Dataset entries
>>>
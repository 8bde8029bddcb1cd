use std::rc::Rc;

use crate::canvas::{Canvas, RequestKind};
use crate::coords::{Rect, Vec2};
use crate::layer::Layer;
use crate::paint::{Blend, Color, PaintStyle};
use crate::surface::SurfacePtr;
use crate::texture::TexturePtr;

/// Textured quad batch payload.
///
/// `srcrects[i]` (texel space) is drawn into `dstrects[i]` (screen space),
/// rotated by `angles[i]` degrees about the destination center. The three
/// vectors always have the same length.
#[derive(Debug, Clone)]
pub struct TextureRequest {
    pub texture: TexturePtr,
    pub displacement_texture: Option<TexturePtr>,
    pub color: Color,
    pub srcrects: Vec<Rect>,
    pub dstrects: Vec<Rect>,
    pub angles: Vec<f32>,
}

impl TextureRequest {
    fn single(surface: &SurfacePtr, color: Color, src: Rect, dst: Rect, angle: f32) -> Self {
        Self {
            texture: Rc::clone(surface.texture()),
            displacement_texture: surface.displacement_texture().cloned(),
            color,
            srcrects: vec![src],
            dstrects: vec![dst],
            angles: vec![angle],
        }
    }

    /// Number of quads in the batch.
    #[inline]
    pub fn len(&self) -> usize {
        self.dstrects.len()
    }

    #[inline]
    pub fn is_empty(&self) -> bool {
        self.dstrects.is_empty()
    }
}

impl Canvas {
    /// Records `surface` at world position `pos`, untinted.
    #[inline]
    pub fn draw_surface(&mut self, surface: &SurfacePtr, pos: Vec2, layer: Layer) {
        self.draw_surface_ex(surface, pos, 0.0, Color::WHITE, Blend::default(), layer);
    }

    /// Records `surface` at world position `pos` with rotation, tint, and blending.
    ///
    /// The surface's own translate, scale, and rotation are applied on top.
    /// Surfaces entirely outside the visible world rectangle are skipped.
    pub fn draw_surface_ex(
        &mut self,
        surface: &SurfacePtr,
        pos: Vec2,
        angle: f32,
        color: Color,
        blend: Blend,
        layer: Layer,
    ) {
        let size = surface.size();
        let scale = surface.scale();
        let world = Rect::from_origin_size(
            pos + surface.translate(),
            Vec2::new(size.x * scale.x, size.y * scale.y),
        );

        if !world.overlaps(self.transform().cliprect()) {
            log::trace!("surface at {:?} culled", world.origin);
            return;
        }

        let dst = self.transform().apply_rect(world);
        let src = Rect::from(surface.source_region());
        let kind = RequestKind::Texture(TextureRequest::single(surface, color, src, dst, angle + surface.rotate()));

        let mut request = self.request(layer, kind);
        request.flip ^= surface.flip();
        request.blend = blend;
        self.push(request);
    }

    /// Records the part `srcrect` of `surface` stretched into `dstrect`.
    ///
    /// `srcrect` is relative to the surface's region.
    pub fn draw_surface_part(
        &mut self,
        surface: &SurfacePtr,
        srcrect: Rect,
        dstrect: Rect,
        layer: Layer,
        style: PaintStyle,
    ) {
        let region = surface.source_region();
        let src = srcrect.moved(Vec2::new(region.left as f32, region.top as f32));
        let dst = self.transform().apply_rect(dstrect);
        let kind = RequestKind::Texture(TextureRequest::single(surface, style.color(), src, dst, 0.0));

        let mut request = self.request(layer, kind);
        request.flip ^= surface.flip() ^ style.flip();
        request.alpha *= style.alpha();
        request.blend = style.blend();
        self.push(request);
    }

    /// Records the whole of `surface` stretched into `dstrect`.
    #[inline]
    pub fn draw_surface_scaled(&mut self, surface: &SurfacePtr, dstrect: Rect, layer: Layer, style: PaintStyle) {
        let size = surface.size();
        self.draw_surface_part(surface, Rect::new(0.0, 0.0, size.x, size.y), dstrect, layer, style);
    }

    /// Records many quads from one texture as a single request.
    ///
    /// `srcrects` are in texel space of the surface's texture (tilemaps pass
    /// tileset coordinates directly). Lists of different lengths are truncated
    /// to the shorter one; an empty batch records nothing.
    pub fn draw_surface_batch(
        &mut self,
        surface: &SurfacePtr,
        srcrects: &[Rect],
        dstrects: &[Rect],
        color: Color,
        layer: Layer,
    ) {
        if srcrects.len() != dstrects.len() {
            log::warn!(
                "surface batch with {} source and {} destination rects; truncating",
                srcrects.len(),
                dstrects.len()
            );
        }
        let n = srcrects.len().min(dstrects.len());
        if n == 0 {
            return;
        }

        let transform = *self.transform();
        let kind = RequestKind::Texture(TextureRequest {
            texture: Rc::clone(surface.texture()),
            displacement_texture: surface.displacement_texture().cloned(),
            color,
            srcrects: srcrects[..n].to_vec(),
            dstrects: dstrects[..n].iter().map(|&r| transform.apply_rect(r)).collect(),
            angles: vec![0.0; n],
        });

        let mut request = self.request(layer, kind);
        request.flip ^= surface.flip();
        self.push(request);
    }
}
<<<
# TO DO
From the data, collect all lines where the string "into" appears.

# SOLUTION TO THIS PROBLEM
/// `srcrects[i]` (texel space) is drawn into `dstrects[i]` (screen space),
    /// Records the part `srcrect` of `surface` stretched into `dstrect`.
    /// Records the whole of `surface` stretched into `dstrect`.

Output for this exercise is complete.